**YOUR INSTRUCTIONS:** Report back every line from the entries below in which the word "impl" occurs.

**TASK MATERIAL:**
====
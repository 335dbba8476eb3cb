//! `autotune` -- recommendation settings CLI.
//!
//! # Environment variables
//!
//! | Variable   | Required | Default         | Description          |
//! |------------|----------|-----------------|----------------------|
//! | `RUST_LOG` | no       | `autotune=info` | tracing filter       |

use autotune::cli::{self, Cli};
use clap::Parser;
use tracing_subscriber::{layer::SubscriberExt, util::SubscriberInitExt};

fn main() {
    let cli = Cli::parse();

    let default_filter = if cli.verbose {
        "autotune=debug"
    } else {
        "autotune=info"
    };

    tracing_subscriber::registry()
        .with(
            tracing_subscriber::EnvFilter::try_from_default_env()
                .unwrap_or_else(|_| default_filter.into()),
        )
        .with(tracing_subscriber::fmt::layer().with_writer(std::io::stderr))
        .init();

    if let Err(e) = cli::run(&cli) {
        tracing::error!(error = %e, "Command failed");
        std::process::exit(1);
    }
}
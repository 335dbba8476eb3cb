//! # Formats Module
//!
//! Encodings of [`RecommendationSettings`] for external collaborators.
//!
//! This module contains:
//! - Binary persistence format (postcard + header)
//! - JSON document format
//!
//! Note: File I/O operations remain in the app layer (apps/autotune).
//! This module only handles format conversion (pure transformations).

mod json;
mod persistence;

pub use json::{from_json, to_json};
pub use persistence::{FORMAT_VERSION, HEADER_LEN, MAGIC, from_binary, to_binary};

use crate::RecommendationSettings;
use std::fmt;
use std::str::FromStr;
use thiserror::Error;

// =============================================================================
// ERROR TYPE
// =============================================================================

/// Errors raised while encoding or decoding a settings document.
#[derive(Debug, Error)]
pub enum FormatError {
    /// Input is shorter than the binary header.
    #[error("truncated settings document: {len} bytes, header needs {header}", header = HEADER_LEN)]
    Truncated { len: usize },

    /// Input does not start with the settings magic bytes.
    #[error("not a settings document (bad magic)")]
    BadMagic,

    /// Header carries a version this build cannot read.
    #[error("unsupported settings format version {0} (expected {expected})", expected = FORMAT_VERSION)]
    UnsupportedVersion(u8),

    /// Binary body is followed by unread bytes.
    #[error("{len} trailing bytes after settings document")]
    TrailingBytes { len: usize },

    /// Binary body failed to encode or decode.
    #[error("binary encoding error: {0}")]
    Postcard(#[from] postcard::Error),

    /// JSON document failed to encode or decode.
    #[error("JSON error: {0}")]
    Json(#[from] serde_json::Error),

    /// Format name not recognised.
    #[error("unknown settings format '{0}' (expected 'json' or 'binary')")]
    UnknownFormat(String),
}

// =============================================================================
// FORMAT SELECTION
// =============================================================================

/// On-disk encoding of a settings document.
#[derive(Debug, Clone, Copy, Default, PartialEq, Eq)]
pub enum SettingsFormat {
    /// Pretty-printed JSON, `{"threshold": ...}`.
    #[default]
    Json,
    /// Magic + version header followed by a postcard body.
    Binary,
}

impl SettingsFormat {
    /// Encode settings in this format.
    pub fn encode(self, settings: &RecommendationSettings) -> Result<Vec<u8>, FormatError> {
        match self {
            Self::Json => to_json(settings).map(String::into_bytes),
            Self::Binary => to_binary(settings),
        }
    }

    /// Decode settings from bytes in this format.
    pub fn decode(self, bytes: &[u8]) -> Result<RecommendationSettings, FormatError> {
        match self {
            Self::Json => Ok(serde_json::from_slice(bytes)?),
            Self::Binary => from_binary(bytes),
        }
    }

    /// Canonical lowercase name.
    pub fn as_str(self) -> &'static str {
        match self {
            Self::Json => "json",
            Self::Binary => "binary",
        }
    }
}

impl FromStr for SettingsFormat {
    type Err = FormatError;

    fn from_str(s: &str) -> Result<Self, Self::Err> {
        match s.to_ascii_lowercase().as_str() {
            "json" => Ok(Self::Json),
            "binary" => Ok(Self::Binary),
            _ => Err(FormatError::UnknownFormat(s.to_string())),
        }
    }
}

impl fmt::Display for SettingsFormat {
    fn fmt(&self, f: &mut fmt::Formatter<'_>) -> fmt::Result {
        f.write_str(self.as_str())
    }
}

#[cfg(test)]
mod tests {
    #![allow(clippy::unwrap_used, clippy::panic)]

    use super::*;

    #[test]
    fn format_names_parse_case_insensitively() {
        assert_eq!("json".parse::<SettingsFormat>().unwrap(), SettingsFormat::Json);
        assert_eq!("BINARY".parse::<SettingsFormat>().unwrap(), SettingsFormat::Binary);
    }

    #[test]
    fn unknown_format_name_is_rejected() {
        let err = "yaml".parse::<SettingsFormat>().unwrap_err();
        assert!(matches!(err, FormatError::UnknownFormat(ref name) if name == "yaml"));
    }

    #[test]
    fn encode_decode_through_each_format() {
        let settings = RecommendationSettings::with_threshold("0.75");
        for format in [SettingsFormat::Json, SettingsFormat::Binary] {
            let bytes = format.encode(&settings).unwrap();
            assert_eq!(format.decode(&bytes).unwrap(), settings, "format {format}");
        }
    }

    #[test]
    fn json_bytes_are_not_binary() {
        let bytes = SettingsFormat::Json
            .encode(&RecommendationSettings::new())
            .unwrap();
        assert!(SettingsFormat::Binary.decode(&bytes).is_err());
    }
}
//! # Autotune Library
//!
//! This library exposes the Autotune CLI commands for testing and integration.
//!
//! The main binary uses these modules through the `main.rs` entry point.

pub mod cli;

// Re-export autotune_core for convenience
pub use autotune_core;
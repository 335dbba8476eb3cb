//! # Autotune Core
//!
//! Settings value objects for the Autotune recommendation engine.
//!
//! This crate contains:
//! - [`RecommendationSettings`], the threshold holder handed to the engine
//! - [`formats`], JSON and binary encodings for external collaborators
//!
//! The crate is pure and synchronous. File I/O and logging remain in the
//! app layer (apps/autotune).

pub mod formats;
pub mod settings;

pub use formats::{FormatError, SettingsFormat};
pub use settings::RecommendationSettings;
====
**RESPONSE TO THIS EXERCISE:**
impl SettingsFormat {
impl FromStr for SettingsFormat {
impl fmt::Display for SettingsFormat {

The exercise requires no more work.